● Description of the task
Copy every line of the records below that holds the word "rows".

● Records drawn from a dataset
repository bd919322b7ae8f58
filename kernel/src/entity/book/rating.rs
use vodca::{AsRefln, Fromln};

#[derive(Debug, Clone, Copy, PartialEq, PartialOrd, Fromln, AsRefln)]
pub struct AverageRating(f64);

impl AverageRating {
    pub const MIN: f64 = 0.0;
    pub const MAX: f64 = 5.0;

    pub fn new(rating: impl Into<f64>) -> Self {
        Self(rating.into())
    }

    pub fn is_in_range(&self) -> bool {
        (Self::MIN..=Self::MAX).contains(&self.0)
    }
}
mod genre;
mod id;
mod link;
mod rating;
mod title;
mod year;

pub use self::{genre::*, id::*, link::*, rating::*, title::*, year::*};
use crate::entity::AuthorId;
use destructure::Destructure;
use vodca::References;

#[derive(Debug, Clone, PartialEq, References, Destructure)]
pub struct Book {
    id: BookId,
    title: BookTitle,
    author_id: AuthorId,
    book_link: Option<BookLink>,
    genres: BookGenres,
    average_rating: AverageRating,
    published_year: PublishedYear,
}

impl Book {
    pub fn new(
        id: BookId,
        title: BookTitle,
        author_id: AuthorId,
        book_link: Option<BookLink>,
        genres: BookGenres,
        average_rating: AverageRating,
        published_year: PublishedYear,
    ) -> Self {
        Self {
            id,
            title,
            author_id,
            book_link,
            genres,
            average_rating,
            published_year,
        }
    }

    pub fn from_draft(id: BookId, draft: BookDraft) -> Self {
        let DestructBookDraft {
            title,
            author_id,
            book_link,
            genres,
            average_rating,
            published_year,
        } = draft.into_destruct();
        Self::new(
            id,
            title,
            author_id,
            book_link,
            genres,
            average_rating,
            published_year,
        )
    }
}

#[derive(Debug, Clone, PartialEq, References, Destructure)]
pub struct BookDraft {
    title: BookTitle,
    author_id: AuthorId,
    book_link: Option<BookLink>,
    genres: BookGenres,
    average_rating: AverageRating,
    published_year: PublishedYear,
}

impl BookDraft {
    pub fn new(
        title: BookTitle,
        author_id: AuthorId,
        book_link: Option<BookLink>,
        genres: BookGenres,
        average_rating: AverageRating,
        published_year: PublishedYear,
    ) -> Self {
        Self {
            title,
            author_id,
            book_link,
            genres,
            average_rating,
            published_year,
        }
    }
}
use vodca::{AsRefln, Fromln};

#[derive(Debug, Clone, PartialEq, Eq, Hash, Fromln, AsRefln)]
pub struct AuthorName(String);

impl AuthorName {
    pub fn new(name: impl Into<String>) -> Self {
        Self(name.into())
    }
}
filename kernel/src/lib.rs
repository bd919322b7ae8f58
pub use crate::error::*;

mod database;
mod entity;
mod error;
mod modify;
mod query;

#[cfg(feature = "prelude")]
pub mod prelude {
    pub mod entity {
        pub use crate::entity::*;
    }
}

#[cfg(feature = "interface")]
pub mod interface {
    pub mod database {
        pub use crate::database::*;
    }
    pub mod query {
        pub use crate::query::*;
    }
    pub mod update {
        pub use crate::modify::*;
    }
}
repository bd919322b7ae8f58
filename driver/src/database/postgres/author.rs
use sqlx::PgConnection;

use kernel::interface::query::AuthorQuery;
use kernel::interface::update::AuthorModifier;
use kernel::prelude::entity::{Author, AuthorId, AuthorName};
use kernel::KernelError;

use crate::database::postgres::PostgresConnection;
use crate::error::ConvertError;

pub struct PostgresAuthorRepository;

#[async_trait::async_trait]
impl AuthorQuery for PostgresAuthorRepository {
    type Transaction = PostgresConnection;

    async fn find_all(
        &self,
        con: &mut PostgresConnection,
    ) -> error_stack::Result<Vec<Author>, KernelError> {
        PgAuthorInternal::find_all(con).await
    }

    async fn find_by_id(
        &self,
        con: &mut PostgresConnection,
        id: &AuthorId,
    ) -> error_stack::Result<Option<Author>, KernelError> {
        PgAuthorInternal::find_by_id(con, id).await
    }
}

#[async_trait::async_trait]
impl AuthorModifier for PostgresAuthorRepository {
    type Transaction = PostgresConnection;

    async fn create(
        &self,
        con: &mut PostgresConnection,
        name: &AuthorName,
    ) -> error_stack::Result<Author, KernelError> {
        PgAuthorInternal::create(con, name).await
    }

    async fn update(
        &self,
        con: &mut PostgresConnection,
        author: &Author,
    ) -> error_stack::Result<(), KernelError> {
        PgAuthorInternal::update(con, author).await
    }

    async fn delete(
        &self,
        con: &mut PostgresConnection,
        author_id: &AuthorId,
    ) -> error_stack::Result<(), KernelError> {
        PgAuthorInternal::delete(con, author_id).await
    }
}

#[derive(sqlx::FromRow)]
struct AuthorRow {
    id: i64,
    name: String,
}

impl From<AuthorRow> for Author {
    fn from(value: AuthorRow) -> Self {
        Author::new(AuthorId::new(value.id), AuthorName::new(value.name))
    }
}

pub(in crate::database) struct PgAuthorInternal;

impl PgAuthorInternal {
    async fn find_all(con: &mut PgConnection) -> error_stack::Result<Vec<Author>, KernelError> {
        let rows = sqlx::query_as::<_, AuthorRow>(
            // language=postgresql
            r#"
            SELECT id, name
            FROM authors
            ORDER BY id
            "#,
        )
        .fetch_all(con)
        .await
        .convert_error()?;
        Ok(rows.into_iter().map(Author::from).collect())
    }

    async fn find_by_id(
        con: &mut PgConnection,
        id: &AuthorId,
    ) -> error_stack::Result<Option<Author>, KernelError> {
        let row = sqlx::query_as::<_, AuthorRow>(
            // language=postgresql
            r#"
            SELECT id, name
            FROM authors
            WHERE id = $1
            "#,
        )
        .bind(id.as_ref())
        .fetch_optional(con)
        .await
        .convert_error()?;
        Ok(row.map(Author::from))
    }

    async fn create(
        con: &mut PgConnection,
        name: &AuthorName,
    ) -> error_stack::Result<Author, KernelError> {
        let row = sqlx::query_as::<_, AuthorRow>(
            // language=postgresql
            r#"
            INSERT INTO authors (name)
            VALUES ($1)
            RETURNING id, name
            "#,
        )
        .bind(name.as_ref())
        .fetch_one(con)
        .await
        .convert_error()?;
        Ok(Author::from(row))
    }

    async fn update(
        con: &mut PgConnection,
        author: &Author,
    ) -> error_stack::Result<(), KernelError> {
        // language=postgresql
        sqlx::query(
            r#"
            UPDATE authors
            SET name = $2
            WHERE id = $1
            "#,
        )
        .bind(author.id().as_ref())
        .bind(author.name().as_ref())
        .execute(con)
        .await
        .convert_error()?;
        Ok(())
    }

    async fn delete(
        con: &mut PgConnection,
        author_id: &AuthorId,
    ) -> error_stack::Result<(), KernelError> {
        // language=postgresql
        sqlx::query(
            r#"
            DELETE FROM authors
            WHERE id = $1
            "#,
        )
        .bind(author_id.as_ref())
        .execute(con)
        .await
        .convert_error()?;
        Ok(())
    }
}
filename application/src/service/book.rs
use kernel::interface::database::{DatabaseConnection, DependOnDatabaseConnection, Transaction};
use kernel::interface::query::{AuthorQuery, BookQuery, DependOnAuthorQuery, DependOnBookQuery};
use kernel::interface::update::{BookModifier, DependOnBookModifier};
use kernel::prelude::entity::{AuthorId, Book, BookId, PublishedYear};
use kernel::KernelError;

use crate::transfer::{BookDto, BookFieldsDto, DeleteBookDto, GetBookDto, UpdateBookDto};
use crate::validation;

#[async_trait::async_trait]
pub trait GetBookService: 'static + Sync + Send + DependOnBookQuery {
    async fn get_all_books(&self) -> error_stack::Result<Vec<BookDto>, KernelError> {
        let mut connection = self.database_connection().transact().await?;
        let books = self.book_query().find_all(&mut connection).await?;
        connection.commit().await?;

        Ok(books.into_iter().map(BookDto::from).collect())
    }

    async fn get_book(&self, dto: GetBookDto) -> error_stack::Result<BookDto, KernelError> {
        let mut connection = self.database_connection().transact().await?;
        let id = BookId::new(dto.id);
        let book = self.book_query().find_by_id(&mut connection, &id).await?;
        connection.commit().await?;

        book.map(BookDto::from).ok_or_else(|| book_not_found(&id))
    }
}

impl<T> GetBookService for T where T: DependOnBookQuery {}

#[async_trait::async_trait]
pub trait HandleBookService:
    'static + Sync + Send + DependOnBookQuery + DependOnBookModifier + DependOnAuthorQuery
{
    async fn create_book(&self, dto: BookFieldsDto) -> error_stack::Result<BookDto, KernelError> {
        let draft = validation::book_draft(dto, &PublishedYear::current())?;

        let mut connection = self.database_connection().transact().await?;
        if !author_exists(self.author_query(), &mut connection, draft.author_id()).await? {
            connection.roll_back().await?;
            return Err(unknown_author(draft.author_id()));
        }
        let book = self.book_modifier().create(&mut connection, &draft).await?;
        connection.commit().await?;

        Ok(BookDto::from(book))
    }

    async fn update_book(&self, dto: UpdateBookDto) -> error_stack::Result<BookDto, KernelError> {
        let draft = validation::book_draft(dto.fields, &PublishedYear::current())?;
        let id = BookId::new(dto.id);

        let mut connection = self.database_connection().transact().await?;
        if self
            .book_query()
            .find_by_id(&mut connection, &id)
            .await?
            .is_none()
        {
            connection.roll_back().await?;
            return Err(book_not_found(&id));
        }
        if !author_exists(self.author_query(), &mut connection, draft.author_id()).await? {
            connection.roll_back().await?;
            return Err(unknown_author(draft.author_id()));
        }

        let book = Book::from_draft(id, draft);
        self.book_modifier().update(&mut connection, &book).await?;
        connection.commit().await?;

        Ok(BookDto::from(book))
    }

    async fn delete_book(&self, dto: DeleteBookDto) -> error_stack::Result<BookDto, KernelError> {
        let id = BookId::new(dto.id);

        let mut connection = self.database_connection().transact().await?;
        let Some(book) = self.book_query().find_by_id(&mut connection, &id).await? else {
            connection.roll_back().await?;
            return Err(book_not_found(&id));
        };
        self.book_modifier().delete(&mut connection, &id).await?;
        connection.commit().await?;

        Ok(BookDto::from(book))
    }
}

impl<T> HandleBookService for T where
    T: DependOnBookQuery + DependOnBookModifier + DependOnAuthorQuery
{
}

async fn author_exists<Q: AuthorQuery>(
    query: &Q,
    connection: &mut Q::Transaction,
    id: &AuthorId,
) -> error_stack::Result<bool, KernelError> {
    Ok(query.find_by_id(connection, id).await?.is_some())
}

fn book_not_found(id: &BookId) -> error_stack::Report<KernelError> {
    KernelError::NotFound.with_detail(format!("Book {} not found.", id.as_ref()))
}

fn unknown_author(id: &AuthorId) -> error_stack::Report<KernelError> {
    KernelError::Validation.with_detail(format!("Author {} does not exist.", id.as_ref()))
}
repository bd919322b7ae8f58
use crate::database::{DatabaseConnection, DependOnDatabaseConnection, Transaction};
use crate::entity::{Author, AuthorId, AuthorName};
use crate::KernelError;

#[async_trait::async_trait]
pub trait AuthorModifier: 'static + Sync + Send {
    type Transaction: Transaction;
    async fn create(
        &self,
        con: &mut Self::Transaction,
        name: &AuthorName,
    ) -> error_stack::Result<Author, KernelError>;
    async fn update(
        &self,
        con: &mut Self::Transaction,
        author: &Author,
    ) -> error_stack::Result<(), KernelError>;
    async fn delete(
        &self,
        con: &mut Self::Transaction,
        author_id: &AuthorId,
    ) -> error_stack::Result<(), KernelError>;
}

pub trait DependOnAuthorModifier: 'static + Sync + Send + DependOnDatabaseConnection {
    type AuthorModifier: AuthorModifier<
        Transaction = <Self::DatabaseConnection as DatabaseConnection>::Transaction,
    >;
    fn author_modifier(&self) -> &Self::AuthorModifier;
}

● Answer box
        let rows = sqlx::query_as::<_, AuthorRow>(
        Ok(rows.into_iter().map(Author::from).collect())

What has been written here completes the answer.